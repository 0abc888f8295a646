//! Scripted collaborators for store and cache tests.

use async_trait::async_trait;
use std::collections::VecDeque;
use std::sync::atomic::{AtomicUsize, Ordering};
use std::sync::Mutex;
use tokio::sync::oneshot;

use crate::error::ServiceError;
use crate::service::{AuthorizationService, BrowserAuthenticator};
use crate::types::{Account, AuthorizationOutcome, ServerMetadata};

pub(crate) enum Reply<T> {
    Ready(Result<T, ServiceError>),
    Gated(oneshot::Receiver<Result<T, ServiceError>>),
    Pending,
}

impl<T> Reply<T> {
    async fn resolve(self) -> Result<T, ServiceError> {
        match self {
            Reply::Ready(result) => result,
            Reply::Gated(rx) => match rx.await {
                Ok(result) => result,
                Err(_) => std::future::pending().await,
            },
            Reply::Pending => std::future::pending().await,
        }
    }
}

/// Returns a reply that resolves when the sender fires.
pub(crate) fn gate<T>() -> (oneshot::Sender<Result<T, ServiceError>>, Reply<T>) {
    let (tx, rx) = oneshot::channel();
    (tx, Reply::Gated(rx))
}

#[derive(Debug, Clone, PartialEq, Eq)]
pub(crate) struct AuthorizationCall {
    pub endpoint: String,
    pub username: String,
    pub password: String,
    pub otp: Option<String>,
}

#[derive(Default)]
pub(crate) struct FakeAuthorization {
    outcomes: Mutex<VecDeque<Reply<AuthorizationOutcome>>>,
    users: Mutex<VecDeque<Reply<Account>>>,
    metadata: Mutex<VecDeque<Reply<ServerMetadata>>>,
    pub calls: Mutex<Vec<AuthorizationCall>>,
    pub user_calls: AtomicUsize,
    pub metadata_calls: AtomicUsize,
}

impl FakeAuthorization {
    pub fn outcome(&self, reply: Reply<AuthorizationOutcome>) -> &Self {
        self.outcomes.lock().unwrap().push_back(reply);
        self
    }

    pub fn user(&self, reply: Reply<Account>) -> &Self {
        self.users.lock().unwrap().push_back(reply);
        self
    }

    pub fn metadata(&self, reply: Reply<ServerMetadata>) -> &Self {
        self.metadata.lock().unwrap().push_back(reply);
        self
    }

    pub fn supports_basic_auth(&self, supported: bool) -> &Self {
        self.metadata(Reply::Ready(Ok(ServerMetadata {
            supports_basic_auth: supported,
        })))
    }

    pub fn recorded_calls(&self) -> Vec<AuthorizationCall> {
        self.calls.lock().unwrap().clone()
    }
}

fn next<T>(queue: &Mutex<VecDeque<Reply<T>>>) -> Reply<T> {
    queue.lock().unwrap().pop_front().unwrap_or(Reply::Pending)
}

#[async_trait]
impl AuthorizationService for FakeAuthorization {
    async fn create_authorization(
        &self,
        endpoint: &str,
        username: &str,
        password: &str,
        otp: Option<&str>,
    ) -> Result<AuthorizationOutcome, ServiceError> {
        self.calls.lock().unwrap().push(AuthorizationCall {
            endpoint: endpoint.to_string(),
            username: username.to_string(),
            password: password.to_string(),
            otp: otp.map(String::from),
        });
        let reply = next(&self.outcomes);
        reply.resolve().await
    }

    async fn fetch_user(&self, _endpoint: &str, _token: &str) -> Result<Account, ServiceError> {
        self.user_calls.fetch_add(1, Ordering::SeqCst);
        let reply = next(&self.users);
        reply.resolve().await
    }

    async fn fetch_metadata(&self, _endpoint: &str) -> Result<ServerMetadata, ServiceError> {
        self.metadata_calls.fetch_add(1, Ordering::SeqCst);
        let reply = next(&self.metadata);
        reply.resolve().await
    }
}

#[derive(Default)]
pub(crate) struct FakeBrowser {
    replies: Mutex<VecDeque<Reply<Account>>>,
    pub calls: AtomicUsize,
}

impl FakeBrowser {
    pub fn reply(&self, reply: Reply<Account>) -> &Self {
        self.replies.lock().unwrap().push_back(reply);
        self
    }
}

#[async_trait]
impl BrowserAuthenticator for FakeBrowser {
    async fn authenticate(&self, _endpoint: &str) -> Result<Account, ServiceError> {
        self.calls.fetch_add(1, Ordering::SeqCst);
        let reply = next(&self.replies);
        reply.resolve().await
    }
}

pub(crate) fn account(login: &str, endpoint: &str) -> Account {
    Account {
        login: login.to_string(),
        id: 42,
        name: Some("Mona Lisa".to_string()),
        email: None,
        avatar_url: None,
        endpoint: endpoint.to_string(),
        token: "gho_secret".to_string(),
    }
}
• • • • •
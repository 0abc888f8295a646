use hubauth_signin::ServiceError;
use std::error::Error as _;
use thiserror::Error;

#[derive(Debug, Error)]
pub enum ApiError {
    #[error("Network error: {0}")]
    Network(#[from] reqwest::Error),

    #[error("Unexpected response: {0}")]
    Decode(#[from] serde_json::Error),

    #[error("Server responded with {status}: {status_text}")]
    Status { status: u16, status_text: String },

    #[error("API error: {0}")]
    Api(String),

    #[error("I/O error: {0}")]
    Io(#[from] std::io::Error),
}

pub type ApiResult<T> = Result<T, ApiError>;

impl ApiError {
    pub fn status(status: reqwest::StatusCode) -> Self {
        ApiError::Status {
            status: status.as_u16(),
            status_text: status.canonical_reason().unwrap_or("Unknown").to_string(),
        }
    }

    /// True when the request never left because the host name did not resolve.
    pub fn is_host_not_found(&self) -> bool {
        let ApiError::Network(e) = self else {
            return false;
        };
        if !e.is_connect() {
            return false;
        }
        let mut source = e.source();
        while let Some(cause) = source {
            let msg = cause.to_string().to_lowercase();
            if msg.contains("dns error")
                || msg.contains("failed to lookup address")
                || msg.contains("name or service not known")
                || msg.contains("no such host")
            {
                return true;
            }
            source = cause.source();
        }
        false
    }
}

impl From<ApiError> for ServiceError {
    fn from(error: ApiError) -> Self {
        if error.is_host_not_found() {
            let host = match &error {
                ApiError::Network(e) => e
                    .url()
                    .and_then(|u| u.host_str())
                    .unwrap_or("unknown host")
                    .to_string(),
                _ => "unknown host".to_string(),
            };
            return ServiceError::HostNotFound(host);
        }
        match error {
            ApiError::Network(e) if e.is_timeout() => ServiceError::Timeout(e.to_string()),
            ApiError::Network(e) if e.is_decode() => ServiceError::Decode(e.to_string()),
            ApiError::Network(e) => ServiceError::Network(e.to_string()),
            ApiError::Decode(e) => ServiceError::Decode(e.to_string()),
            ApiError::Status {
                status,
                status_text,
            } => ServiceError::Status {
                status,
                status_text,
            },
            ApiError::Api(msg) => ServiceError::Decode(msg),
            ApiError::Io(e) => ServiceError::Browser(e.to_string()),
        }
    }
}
• • • • •
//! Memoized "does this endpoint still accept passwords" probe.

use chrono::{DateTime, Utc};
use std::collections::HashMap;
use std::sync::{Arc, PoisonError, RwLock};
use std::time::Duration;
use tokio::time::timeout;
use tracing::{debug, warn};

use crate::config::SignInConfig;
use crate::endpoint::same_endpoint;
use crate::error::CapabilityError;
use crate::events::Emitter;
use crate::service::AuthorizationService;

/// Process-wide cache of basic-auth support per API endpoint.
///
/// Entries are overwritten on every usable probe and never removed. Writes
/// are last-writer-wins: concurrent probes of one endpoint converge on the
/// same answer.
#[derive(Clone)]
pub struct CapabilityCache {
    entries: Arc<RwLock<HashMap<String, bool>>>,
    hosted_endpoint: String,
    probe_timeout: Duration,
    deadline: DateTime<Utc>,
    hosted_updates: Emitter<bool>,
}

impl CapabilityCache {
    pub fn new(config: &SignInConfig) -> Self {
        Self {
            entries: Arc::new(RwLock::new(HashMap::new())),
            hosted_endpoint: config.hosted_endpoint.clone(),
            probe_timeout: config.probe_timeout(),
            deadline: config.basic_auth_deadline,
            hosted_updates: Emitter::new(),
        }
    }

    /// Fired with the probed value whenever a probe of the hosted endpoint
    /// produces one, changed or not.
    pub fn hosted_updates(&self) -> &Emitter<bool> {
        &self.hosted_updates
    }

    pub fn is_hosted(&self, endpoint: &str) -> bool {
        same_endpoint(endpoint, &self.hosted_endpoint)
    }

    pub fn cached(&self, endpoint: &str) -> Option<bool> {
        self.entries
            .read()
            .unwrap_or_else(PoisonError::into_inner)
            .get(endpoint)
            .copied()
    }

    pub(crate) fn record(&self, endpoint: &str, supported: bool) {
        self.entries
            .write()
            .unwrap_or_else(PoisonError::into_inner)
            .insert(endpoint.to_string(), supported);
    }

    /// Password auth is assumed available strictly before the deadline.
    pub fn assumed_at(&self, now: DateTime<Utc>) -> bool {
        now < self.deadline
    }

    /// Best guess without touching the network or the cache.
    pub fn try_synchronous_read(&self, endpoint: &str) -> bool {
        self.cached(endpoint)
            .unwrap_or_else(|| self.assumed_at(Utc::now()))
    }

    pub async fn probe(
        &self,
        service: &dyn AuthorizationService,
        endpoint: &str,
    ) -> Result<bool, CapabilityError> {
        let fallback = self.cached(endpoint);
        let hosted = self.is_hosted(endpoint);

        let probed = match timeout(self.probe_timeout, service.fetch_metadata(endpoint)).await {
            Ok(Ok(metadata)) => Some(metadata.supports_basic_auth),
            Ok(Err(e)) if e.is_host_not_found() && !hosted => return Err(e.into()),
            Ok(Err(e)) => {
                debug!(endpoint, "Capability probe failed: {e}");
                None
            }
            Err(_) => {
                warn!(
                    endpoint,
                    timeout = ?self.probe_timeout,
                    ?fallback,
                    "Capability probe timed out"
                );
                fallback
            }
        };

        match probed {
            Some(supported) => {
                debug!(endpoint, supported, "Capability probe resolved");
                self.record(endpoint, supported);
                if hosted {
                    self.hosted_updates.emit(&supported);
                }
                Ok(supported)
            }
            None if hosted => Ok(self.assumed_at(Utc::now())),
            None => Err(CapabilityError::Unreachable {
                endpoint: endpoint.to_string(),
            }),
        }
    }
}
• • • • •
[Task requirements] Lines above that include the string "RwLock" need to be copied.

[Output of the task]
use std::sync::{Arc, PoisonError, RwLock};
    entries: Arc<RwLock<HashMap<String, bool>>>,
            entries: Arc::new(RwLock::new(HashMap::new())),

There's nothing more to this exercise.